Posted by Honest Patriot | August 21, 2010, 11:33 pmMy reference to “the man in the ring” or “the man in the arena” above is of course to the famous speech by Ted Roosevelt. You can Google it but here’s the famous quote:
“It is not the critic who counts; not the man who points out how the strong man stumbles, or where the doer of deeds could have done them better. The credit belongs to the man who is actually in the arena, whose face is marred by dust and sweat and blood; who strives valiantly; who errs, who comes short again and again, because there is no effort without error and shortcoming; but who does actually strive to do the deeds; who knows great enthusiasms, the great devotions; who spends himself in a worthy cause; who at the best knows in the end the triumph of high achievement, and who at the worst, if he fails, at least fails while daring greatly, so that his place shall never be with those cold and timid souls who neither know victory nor defeat.”

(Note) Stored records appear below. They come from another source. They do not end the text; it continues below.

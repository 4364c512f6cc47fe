//! Playback state and the rules that evolve it.

use serde::Serialize;

use super::events::{PlaybackEvent, PlaybackEventKind};

/// Authoritative playback state of one session.
///
/// Changes only through [`apply`](Self::apply), so a session's journal
/// replayed over [`PlaybackState::new`] reproduces it exactly.
#[derive(Debug, Clone, PartialEq, Serialize)]
pub struct PlaybackState {
    scene_count: usize,
    current_index: usize,
    is_playing: bool,
    is_muted: bool,
    progress_fraction: f64,
    auto_advance_pending: bool,
    version: i64,
}

impl PlaybackState {
    /// Initial state for a story with `scene_count` scenes: first scene,
    /// paused, unmuted, no progress.
    #[must_use]
    pub fn new(scene_count: usize) -> Self {
        Self {
            scene_count: scene_count.max(1),
            current_index: 0,
            is_playing: false,
            is_muted: false,
            progress_fraction: 0.0,
            auto_advance_pending: false,
            version: 0,
        }
    }

    /// Rebuilds state from a journal.
    #[must_use]
    pub fn replay<'a>(
        scene_count: usize,
        events: impl IntoIterator<Item = &'a PlaybackEvent>,
    ) -> Self {
        let mut state = Self::new(scene_count);
        for event in events {
            state.apply(&event.kind);
        }
        state
    }

    /// Applies one event.
    pub fn apply(&mut self, kind: &PlaybackEventKind) {
        match kind {
            PlaybackEventKind::NarrationStarted { .. } => self.is_playing = true,
            PlaybackEventKind::NarrationStopped { .. }
            | PlaybackEventKind::NarrationFinished { .. } => self.is_playing = false,
            PlaybackEventKind::AutoAdvanceScheduled { .. } => self.auto_advance_pending = true,
            PlaybackEventKind::AutoAdvanceCancelled { .. } => self.auto_advance_pending = false,
            PlaybackEventKind::SceneChanged { from, to, .. } => {
                let to = (*to).min(self.last_index());
                self.progress_fraction = progress_after_move(*from, to, self.scene_count);
                self.current_index = to;
                self.is_playing = false;
                self.auto_advance_pending = false;
            }
            PlaybackEventKind::MuteToggled { muted } => self.is_muted = *muted,
        }
        self.version += 1;
    }

    /// Number of scenes in the story.
    #[must_use]
    pub fn scene_count(&self) -> usize {
        self.scene_count
    }

    /// Index of the current scene, always below `scene_count`.
    #[must_use]
    pub fn current_index(&self) -> usize {
        self.current_index
    }

    /// Index of the final scene.
    #[must_use]
    pub fn last_index(&self) -> usize {
        self.scene_count - 1
    }

    /// True only while narration for the current scene is in flight.
    #[must_use]
    pub fn is_playing(&self) -> bool {
        self.is_playing
    }

    /// Whether narration is muted. Survives scene changes.
    #[must_use]
    pub fn is_muted(&self) -> bool {
        self.is_muted
    }

    /// Progress indicator value in `[0, 1]`.
    #[must_use]
    pub fn progress_fraction(&self) -> f64 {
        self.progress_fraction
    }

    /// Whether an automatic advance is waiting out the settle delay.
    #[must_use]
    pub fn auto_advance_pending(&self) -> bool {
        self.auto_advance_pending
    }

    /// Number of events applied.
    #[must_use]
    pub fn version(&self) -> i64 {
        self.version
    }

    /// Whether the current scene is the first.
    #[must_use]
    pub fn is_first_scene(&self) -> bool {
        self.current_index == 0
    }

    /// Whether the current scene is the last.
    #[must_use]
    pub fn is_last_scene(&self) -> bool {
        self.current_index == self.last_index()
    }
}

/// Forward moves count the landing scene as read: `(to + 1) / n`.
/// Backward moves show `to / n`.
#[allow(clippy::cast_precision_loss)]
fn progress_after_move(from: usize, to: usize, scene_count: usize) -> f64 {
    let read = if to > from { to + 1 } else { to };
    (read as f64 / scene_count as f64).clamp(0.0, 1.0)
}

Posted by Honest Patriot | August 21, 2010, 11:40 pmI see and read a lot of critics of the men (and women) in the arena, but precious few who are supporting them nor jumping in the arena to help.
Posted by Honest Patriot | August 21, 2010, 11:41 pmHP,
Of course the percentages are different. There is NO Lebanese community in Lebanon. And there are over 1 million Arab Israelis in Israel, in the Knesset, in the supreme court, in government, in high positions in the army and police.
As for the context, the Palestinians were attempting to throw the Jews into the sea. The Lebanese Jews were not harming or threatening ANY sect in Lebanon. Clearly, the fact that there is no Lebanese community left indicates that what happened to the Lebanese Jews is much worse than what happened to the Palestinians.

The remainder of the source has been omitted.